─── Exercise data

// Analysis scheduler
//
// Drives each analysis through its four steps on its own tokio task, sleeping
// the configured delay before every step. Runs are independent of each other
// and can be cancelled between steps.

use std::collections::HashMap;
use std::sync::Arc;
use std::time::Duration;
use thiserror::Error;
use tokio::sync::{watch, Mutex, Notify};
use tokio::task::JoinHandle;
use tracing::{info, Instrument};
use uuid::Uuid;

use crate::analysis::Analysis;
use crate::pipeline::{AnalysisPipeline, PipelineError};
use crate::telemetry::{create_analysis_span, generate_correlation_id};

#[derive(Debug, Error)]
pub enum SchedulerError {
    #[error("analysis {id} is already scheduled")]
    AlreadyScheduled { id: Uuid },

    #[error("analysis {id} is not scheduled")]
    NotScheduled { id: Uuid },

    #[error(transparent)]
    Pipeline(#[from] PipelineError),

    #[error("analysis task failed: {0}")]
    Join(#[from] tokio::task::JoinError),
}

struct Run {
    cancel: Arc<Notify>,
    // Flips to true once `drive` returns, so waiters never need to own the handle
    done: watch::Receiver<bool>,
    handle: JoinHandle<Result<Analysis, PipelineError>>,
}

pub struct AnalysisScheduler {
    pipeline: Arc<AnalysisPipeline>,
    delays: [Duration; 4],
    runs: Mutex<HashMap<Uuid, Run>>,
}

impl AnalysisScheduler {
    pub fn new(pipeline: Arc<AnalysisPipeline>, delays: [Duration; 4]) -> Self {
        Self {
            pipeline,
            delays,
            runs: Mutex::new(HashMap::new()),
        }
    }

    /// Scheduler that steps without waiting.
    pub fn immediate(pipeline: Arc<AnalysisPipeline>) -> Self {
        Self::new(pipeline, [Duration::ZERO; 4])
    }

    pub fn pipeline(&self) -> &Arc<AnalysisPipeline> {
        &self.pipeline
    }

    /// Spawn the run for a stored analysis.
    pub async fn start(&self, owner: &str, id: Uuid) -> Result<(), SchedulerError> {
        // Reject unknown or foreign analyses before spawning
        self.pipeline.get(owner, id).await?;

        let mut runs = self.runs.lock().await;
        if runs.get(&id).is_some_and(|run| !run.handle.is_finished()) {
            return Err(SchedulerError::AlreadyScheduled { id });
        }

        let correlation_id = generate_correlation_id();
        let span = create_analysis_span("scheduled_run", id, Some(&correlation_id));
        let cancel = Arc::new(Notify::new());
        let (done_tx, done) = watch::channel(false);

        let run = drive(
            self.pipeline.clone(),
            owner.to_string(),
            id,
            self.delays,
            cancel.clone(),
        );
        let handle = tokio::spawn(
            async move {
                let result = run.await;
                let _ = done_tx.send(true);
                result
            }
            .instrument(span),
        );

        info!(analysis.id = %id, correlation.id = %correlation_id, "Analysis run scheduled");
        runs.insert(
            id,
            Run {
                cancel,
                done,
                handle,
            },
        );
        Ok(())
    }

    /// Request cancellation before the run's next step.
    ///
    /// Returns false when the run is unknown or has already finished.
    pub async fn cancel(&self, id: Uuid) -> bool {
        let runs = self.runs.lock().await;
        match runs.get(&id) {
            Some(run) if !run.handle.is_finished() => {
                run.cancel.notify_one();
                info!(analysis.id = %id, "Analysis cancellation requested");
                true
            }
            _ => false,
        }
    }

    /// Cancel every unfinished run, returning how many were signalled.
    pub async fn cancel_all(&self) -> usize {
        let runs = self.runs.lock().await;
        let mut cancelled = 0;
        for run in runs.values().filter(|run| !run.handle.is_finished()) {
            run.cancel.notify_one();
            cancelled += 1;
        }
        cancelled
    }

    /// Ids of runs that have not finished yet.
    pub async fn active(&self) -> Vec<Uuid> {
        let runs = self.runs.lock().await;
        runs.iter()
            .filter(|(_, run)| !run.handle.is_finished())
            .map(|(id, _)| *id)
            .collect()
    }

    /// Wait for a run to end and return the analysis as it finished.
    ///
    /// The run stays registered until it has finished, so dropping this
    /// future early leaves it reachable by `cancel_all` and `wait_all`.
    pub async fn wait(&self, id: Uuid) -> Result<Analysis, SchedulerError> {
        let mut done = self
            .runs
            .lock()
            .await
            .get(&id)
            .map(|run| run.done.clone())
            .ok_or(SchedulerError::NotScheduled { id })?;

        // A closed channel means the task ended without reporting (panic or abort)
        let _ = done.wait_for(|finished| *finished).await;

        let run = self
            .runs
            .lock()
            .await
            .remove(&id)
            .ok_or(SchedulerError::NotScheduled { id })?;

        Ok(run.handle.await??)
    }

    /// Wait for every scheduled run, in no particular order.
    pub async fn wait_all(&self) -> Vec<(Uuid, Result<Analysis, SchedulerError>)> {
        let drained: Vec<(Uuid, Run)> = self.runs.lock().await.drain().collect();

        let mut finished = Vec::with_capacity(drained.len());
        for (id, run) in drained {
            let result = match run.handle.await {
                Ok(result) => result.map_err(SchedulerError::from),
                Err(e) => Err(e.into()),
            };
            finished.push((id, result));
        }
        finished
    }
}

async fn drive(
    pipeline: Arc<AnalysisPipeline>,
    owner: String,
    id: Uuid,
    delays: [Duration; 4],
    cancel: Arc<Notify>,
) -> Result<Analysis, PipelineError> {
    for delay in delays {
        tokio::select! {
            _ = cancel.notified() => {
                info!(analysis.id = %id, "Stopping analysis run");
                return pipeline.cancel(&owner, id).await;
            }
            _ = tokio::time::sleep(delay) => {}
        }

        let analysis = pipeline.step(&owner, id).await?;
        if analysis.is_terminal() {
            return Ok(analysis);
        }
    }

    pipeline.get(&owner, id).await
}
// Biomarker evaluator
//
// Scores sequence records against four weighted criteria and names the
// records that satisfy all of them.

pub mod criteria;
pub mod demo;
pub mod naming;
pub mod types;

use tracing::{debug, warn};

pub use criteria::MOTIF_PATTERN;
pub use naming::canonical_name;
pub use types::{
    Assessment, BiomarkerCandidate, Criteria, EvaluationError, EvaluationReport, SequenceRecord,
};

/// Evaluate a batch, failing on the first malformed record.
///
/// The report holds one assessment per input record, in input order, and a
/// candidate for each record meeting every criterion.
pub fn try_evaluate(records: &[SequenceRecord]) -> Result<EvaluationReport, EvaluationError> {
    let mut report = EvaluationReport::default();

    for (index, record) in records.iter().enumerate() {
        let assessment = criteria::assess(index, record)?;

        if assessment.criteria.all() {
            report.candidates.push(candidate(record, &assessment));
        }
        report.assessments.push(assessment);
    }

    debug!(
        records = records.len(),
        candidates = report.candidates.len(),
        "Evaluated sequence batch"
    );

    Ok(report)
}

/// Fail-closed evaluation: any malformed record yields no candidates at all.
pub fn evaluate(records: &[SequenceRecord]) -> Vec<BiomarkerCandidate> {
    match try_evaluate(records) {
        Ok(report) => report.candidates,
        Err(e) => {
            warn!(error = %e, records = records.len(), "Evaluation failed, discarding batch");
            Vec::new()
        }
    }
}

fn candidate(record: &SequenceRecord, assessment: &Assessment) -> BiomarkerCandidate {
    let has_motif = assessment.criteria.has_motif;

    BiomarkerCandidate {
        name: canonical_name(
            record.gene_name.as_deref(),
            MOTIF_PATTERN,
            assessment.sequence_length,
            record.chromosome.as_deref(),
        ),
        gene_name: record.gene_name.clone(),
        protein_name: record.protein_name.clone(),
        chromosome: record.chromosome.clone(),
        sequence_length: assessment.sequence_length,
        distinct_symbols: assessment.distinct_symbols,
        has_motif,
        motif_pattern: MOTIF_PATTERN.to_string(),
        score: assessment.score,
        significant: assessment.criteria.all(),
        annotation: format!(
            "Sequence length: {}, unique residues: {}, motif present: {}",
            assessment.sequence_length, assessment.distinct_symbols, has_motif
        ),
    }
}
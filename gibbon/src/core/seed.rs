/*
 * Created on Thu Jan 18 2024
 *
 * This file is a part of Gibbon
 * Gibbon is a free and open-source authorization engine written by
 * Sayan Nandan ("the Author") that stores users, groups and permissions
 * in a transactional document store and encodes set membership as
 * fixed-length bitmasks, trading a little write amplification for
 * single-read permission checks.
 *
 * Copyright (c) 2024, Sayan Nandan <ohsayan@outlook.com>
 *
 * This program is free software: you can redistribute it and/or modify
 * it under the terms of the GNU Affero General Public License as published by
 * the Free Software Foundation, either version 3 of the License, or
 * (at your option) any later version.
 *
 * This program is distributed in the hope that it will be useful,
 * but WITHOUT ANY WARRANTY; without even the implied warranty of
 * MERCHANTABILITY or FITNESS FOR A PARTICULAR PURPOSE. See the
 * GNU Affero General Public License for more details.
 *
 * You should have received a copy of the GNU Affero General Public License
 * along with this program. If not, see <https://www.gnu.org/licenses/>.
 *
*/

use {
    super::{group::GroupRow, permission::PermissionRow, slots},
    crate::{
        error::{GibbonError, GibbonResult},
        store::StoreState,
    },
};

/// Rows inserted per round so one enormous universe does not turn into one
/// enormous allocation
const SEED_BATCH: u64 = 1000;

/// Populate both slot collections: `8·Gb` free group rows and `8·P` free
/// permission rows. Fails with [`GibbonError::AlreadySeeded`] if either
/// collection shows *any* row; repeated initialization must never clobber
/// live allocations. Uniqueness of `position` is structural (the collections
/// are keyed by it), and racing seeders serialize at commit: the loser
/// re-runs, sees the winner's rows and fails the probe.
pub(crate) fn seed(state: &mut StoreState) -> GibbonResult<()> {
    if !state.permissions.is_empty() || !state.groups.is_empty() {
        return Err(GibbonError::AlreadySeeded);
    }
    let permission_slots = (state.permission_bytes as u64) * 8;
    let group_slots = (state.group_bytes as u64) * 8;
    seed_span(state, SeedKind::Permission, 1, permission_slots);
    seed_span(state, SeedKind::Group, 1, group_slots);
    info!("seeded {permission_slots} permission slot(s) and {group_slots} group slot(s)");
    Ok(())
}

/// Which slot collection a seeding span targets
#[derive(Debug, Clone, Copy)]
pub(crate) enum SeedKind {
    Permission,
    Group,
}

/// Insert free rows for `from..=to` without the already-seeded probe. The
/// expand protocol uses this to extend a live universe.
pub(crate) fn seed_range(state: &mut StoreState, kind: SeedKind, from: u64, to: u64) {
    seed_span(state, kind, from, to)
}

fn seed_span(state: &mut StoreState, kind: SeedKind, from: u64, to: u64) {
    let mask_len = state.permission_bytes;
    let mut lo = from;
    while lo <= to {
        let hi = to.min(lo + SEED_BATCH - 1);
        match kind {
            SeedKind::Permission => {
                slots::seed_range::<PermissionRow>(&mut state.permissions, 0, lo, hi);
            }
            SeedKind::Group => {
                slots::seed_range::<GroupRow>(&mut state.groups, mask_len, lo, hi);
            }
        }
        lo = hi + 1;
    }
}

──────

[What to work on]:
Pull out each line of the listing that holds the string "Mutex".

[Exercise output]:
use tokio::sync::{watch, Mutex, Notify};
    runs: Mutex<HashMap<Uuid, Run>>,
            runs: Mutex::new(HashMap::new()),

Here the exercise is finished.